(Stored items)

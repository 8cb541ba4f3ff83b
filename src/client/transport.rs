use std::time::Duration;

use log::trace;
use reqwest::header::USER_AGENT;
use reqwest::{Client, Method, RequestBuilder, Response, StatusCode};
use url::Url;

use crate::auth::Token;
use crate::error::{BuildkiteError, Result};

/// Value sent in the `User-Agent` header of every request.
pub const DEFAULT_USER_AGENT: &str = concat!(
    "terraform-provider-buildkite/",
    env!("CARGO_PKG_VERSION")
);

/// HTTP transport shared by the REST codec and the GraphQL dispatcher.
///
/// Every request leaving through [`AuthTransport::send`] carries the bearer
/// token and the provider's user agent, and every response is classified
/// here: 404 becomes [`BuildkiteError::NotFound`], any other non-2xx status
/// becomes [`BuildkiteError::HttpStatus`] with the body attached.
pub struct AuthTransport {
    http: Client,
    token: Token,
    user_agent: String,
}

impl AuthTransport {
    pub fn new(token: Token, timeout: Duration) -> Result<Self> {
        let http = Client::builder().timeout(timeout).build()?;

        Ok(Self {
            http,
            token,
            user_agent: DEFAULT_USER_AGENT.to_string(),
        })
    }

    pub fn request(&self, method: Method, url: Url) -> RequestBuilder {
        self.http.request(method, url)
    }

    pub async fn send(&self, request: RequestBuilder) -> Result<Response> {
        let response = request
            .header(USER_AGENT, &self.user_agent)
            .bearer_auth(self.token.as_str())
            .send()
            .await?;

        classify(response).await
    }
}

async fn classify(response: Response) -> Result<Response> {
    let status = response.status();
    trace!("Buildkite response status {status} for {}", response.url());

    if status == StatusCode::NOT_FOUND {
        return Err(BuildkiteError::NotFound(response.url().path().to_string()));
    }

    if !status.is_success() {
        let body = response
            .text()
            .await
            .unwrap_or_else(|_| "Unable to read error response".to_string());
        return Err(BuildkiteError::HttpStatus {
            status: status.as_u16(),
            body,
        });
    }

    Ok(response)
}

TASK GOAL >> Considering only the data above, return the lines in which "StatusCode" occurs.

ANSWER TO THE EXERCISE >>
use reqwest::{Client, Method, RequestBuilder, Response, StatusCode};
    if status == StatusCode::NOT_FOUND {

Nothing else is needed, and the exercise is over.